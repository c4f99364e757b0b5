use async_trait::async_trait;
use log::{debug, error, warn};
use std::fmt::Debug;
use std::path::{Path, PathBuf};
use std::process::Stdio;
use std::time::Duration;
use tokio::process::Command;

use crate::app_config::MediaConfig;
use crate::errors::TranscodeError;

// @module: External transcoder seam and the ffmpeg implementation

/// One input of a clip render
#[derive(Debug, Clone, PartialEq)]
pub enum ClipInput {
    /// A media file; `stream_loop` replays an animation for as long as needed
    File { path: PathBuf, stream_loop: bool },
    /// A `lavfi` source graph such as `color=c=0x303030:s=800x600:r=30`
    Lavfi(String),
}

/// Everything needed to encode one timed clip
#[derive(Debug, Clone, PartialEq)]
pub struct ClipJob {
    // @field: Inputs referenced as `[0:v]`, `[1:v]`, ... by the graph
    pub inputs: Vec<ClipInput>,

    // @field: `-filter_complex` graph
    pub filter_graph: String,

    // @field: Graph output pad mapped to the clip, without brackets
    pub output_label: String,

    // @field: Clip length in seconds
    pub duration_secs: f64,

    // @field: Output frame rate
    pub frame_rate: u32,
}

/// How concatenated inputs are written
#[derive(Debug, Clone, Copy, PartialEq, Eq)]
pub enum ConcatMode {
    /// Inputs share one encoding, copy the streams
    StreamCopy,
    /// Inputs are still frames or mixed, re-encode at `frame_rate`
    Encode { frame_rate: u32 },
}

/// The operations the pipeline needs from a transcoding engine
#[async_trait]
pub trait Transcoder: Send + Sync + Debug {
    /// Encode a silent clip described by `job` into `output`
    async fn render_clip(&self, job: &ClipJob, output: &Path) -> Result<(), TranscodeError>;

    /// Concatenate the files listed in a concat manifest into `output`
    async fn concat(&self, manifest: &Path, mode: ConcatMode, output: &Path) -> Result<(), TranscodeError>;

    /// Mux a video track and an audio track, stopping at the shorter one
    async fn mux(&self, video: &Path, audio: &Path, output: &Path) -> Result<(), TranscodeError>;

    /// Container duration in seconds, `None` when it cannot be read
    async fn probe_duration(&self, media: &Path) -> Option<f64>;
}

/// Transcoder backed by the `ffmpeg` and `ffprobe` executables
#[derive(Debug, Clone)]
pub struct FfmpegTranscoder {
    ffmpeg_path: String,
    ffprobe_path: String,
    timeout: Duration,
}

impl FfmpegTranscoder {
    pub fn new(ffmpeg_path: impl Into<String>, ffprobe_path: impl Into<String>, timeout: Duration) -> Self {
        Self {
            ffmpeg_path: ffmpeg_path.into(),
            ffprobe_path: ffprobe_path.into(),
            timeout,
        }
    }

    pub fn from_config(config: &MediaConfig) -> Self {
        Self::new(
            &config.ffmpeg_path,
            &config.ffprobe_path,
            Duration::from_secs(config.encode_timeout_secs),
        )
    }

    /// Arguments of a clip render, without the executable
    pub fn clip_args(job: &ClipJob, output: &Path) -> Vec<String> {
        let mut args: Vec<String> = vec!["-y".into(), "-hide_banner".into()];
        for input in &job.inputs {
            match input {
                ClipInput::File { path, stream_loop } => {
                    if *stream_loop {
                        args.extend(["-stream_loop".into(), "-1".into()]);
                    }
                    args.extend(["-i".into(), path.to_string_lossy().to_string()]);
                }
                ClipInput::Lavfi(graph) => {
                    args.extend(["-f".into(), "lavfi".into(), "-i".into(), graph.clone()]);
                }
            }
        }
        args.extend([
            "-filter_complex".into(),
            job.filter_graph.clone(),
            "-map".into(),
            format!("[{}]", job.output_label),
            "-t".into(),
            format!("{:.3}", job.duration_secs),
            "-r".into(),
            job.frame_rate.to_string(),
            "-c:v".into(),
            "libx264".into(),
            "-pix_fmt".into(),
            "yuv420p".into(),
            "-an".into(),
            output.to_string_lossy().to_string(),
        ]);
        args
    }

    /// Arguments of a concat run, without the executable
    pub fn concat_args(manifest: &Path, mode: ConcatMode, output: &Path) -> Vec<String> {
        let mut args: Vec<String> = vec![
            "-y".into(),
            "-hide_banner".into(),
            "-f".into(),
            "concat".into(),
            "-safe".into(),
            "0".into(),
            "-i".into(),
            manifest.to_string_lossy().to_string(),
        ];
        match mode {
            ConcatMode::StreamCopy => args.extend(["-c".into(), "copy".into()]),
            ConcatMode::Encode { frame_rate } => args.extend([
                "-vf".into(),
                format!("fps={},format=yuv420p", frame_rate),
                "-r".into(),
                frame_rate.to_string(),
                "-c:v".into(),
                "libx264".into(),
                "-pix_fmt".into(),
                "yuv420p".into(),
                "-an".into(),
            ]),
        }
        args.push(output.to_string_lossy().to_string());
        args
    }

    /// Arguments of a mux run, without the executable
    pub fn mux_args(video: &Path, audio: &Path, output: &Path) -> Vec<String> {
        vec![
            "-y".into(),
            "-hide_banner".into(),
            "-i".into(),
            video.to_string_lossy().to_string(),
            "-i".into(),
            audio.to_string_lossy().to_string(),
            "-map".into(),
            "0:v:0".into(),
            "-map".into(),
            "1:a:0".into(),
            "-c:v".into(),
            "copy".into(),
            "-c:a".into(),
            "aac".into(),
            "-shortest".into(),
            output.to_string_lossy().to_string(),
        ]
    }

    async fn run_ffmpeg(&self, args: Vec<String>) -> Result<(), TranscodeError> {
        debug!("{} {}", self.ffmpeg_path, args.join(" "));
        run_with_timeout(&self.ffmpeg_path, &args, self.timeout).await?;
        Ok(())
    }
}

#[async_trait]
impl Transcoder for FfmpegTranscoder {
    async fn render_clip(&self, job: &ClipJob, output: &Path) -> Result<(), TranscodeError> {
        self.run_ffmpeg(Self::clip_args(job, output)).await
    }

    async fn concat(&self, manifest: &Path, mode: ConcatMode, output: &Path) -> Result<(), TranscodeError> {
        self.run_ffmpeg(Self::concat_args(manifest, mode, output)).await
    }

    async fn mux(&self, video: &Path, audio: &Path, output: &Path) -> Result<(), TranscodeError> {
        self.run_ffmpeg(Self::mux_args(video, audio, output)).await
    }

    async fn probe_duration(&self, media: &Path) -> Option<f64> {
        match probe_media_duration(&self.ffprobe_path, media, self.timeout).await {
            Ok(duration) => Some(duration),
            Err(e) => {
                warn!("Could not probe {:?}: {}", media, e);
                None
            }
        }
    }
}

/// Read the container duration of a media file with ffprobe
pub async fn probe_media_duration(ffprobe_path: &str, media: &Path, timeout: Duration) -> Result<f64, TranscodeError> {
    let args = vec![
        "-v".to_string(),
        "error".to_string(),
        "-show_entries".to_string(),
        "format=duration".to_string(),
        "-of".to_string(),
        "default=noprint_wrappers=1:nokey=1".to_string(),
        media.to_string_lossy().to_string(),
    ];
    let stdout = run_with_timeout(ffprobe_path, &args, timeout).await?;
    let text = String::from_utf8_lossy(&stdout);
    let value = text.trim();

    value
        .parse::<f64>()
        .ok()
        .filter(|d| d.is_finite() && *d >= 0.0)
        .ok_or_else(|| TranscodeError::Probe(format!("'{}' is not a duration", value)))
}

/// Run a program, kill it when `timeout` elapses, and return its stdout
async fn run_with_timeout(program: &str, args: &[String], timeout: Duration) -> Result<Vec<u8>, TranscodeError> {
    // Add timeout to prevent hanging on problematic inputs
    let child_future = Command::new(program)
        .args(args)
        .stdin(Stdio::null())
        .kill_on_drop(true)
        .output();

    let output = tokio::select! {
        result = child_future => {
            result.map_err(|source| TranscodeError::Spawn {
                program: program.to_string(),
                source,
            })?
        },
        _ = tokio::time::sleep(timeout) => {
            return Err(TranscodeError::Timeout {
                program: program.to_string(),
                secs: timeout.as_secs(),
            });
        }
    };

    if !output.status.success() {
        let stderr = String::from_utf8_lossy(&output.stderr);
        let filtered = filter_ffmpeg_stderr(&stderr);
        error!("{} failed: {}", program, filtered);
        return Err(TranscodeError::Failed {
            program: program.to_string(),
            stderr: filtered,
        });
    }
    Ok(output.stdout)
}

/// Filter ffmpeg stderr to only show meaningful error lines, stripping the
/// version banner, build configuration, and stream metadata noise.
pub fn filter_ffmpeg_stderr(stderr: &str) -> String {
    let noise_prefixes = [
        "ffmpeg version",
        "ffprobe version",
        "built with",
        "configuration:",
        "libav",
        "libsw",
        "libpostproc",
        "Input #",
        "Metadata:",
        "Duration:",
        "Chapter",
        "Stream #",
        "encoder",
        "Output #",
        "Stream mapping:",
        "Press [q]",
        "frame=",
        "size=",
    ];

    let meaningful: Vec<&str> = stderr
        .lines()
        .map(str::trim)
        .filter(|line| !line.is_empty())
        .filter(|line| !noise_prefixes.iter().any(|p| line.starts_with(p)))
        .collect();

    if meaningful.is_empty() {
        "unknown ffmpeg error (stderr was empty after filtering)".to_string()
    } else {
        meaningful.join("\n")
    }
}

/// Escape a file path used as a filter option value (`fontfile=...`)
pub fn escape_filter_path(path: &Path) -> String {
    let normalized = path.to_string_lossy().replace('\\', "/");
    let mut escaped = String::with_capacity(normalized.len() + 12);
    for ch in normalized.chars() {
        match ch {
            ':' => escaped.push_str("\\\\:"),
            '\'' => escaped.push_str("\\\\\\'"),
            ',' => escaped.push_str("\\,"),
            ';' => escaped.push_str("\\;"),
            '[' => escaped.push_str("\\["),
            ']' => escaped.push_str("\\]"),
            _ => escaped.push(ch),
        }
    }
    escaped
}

+===+

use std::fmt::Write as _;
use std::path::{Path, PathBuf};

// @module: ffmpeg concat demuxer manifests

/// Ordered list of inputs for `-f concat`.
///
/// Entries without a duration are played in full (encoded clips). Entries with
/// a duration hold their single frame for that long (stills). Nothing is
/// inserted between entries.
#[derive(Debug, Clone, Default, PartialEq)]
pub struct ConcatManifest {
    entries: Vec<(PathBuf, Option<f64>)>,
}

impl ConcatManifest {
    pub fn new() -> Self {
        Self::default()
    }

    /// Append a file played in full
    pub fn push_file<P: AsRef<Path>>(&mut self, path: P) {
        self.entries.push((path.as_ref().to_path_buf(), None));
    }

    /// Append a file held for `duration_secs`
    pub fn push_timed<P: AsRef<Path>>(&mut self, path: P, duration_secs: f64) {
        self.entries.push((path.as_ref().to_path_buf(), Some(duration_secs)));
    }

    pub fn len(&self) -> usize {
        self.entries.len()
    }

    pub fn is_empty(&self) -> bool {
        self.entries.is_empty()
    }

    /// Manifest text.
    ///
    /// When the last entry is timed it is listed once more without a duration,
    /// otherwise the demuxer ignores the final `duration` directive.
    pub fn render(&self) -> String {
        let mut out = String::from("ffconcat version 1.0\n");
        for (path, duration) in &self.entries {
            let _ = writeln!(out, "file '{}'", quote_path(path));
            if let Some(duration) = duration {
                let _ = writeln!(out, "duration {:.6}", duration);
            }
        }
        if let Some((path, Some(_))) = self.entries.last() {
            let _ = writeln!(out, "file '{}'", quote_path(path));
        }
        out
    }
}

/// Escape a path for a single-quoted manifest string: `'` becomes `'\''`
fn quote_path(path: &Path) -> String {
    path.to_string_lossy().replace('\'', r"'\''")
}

+===+

* [EXERCISE BRIEF] Copy every line from the records above that contains the word "last".

* [RESPONSE TO THIS EXERCISE]
    /// When the last entry is timed it is listed once more without a duration,
        if let Some((path, Some(_))) = self.entries.last() {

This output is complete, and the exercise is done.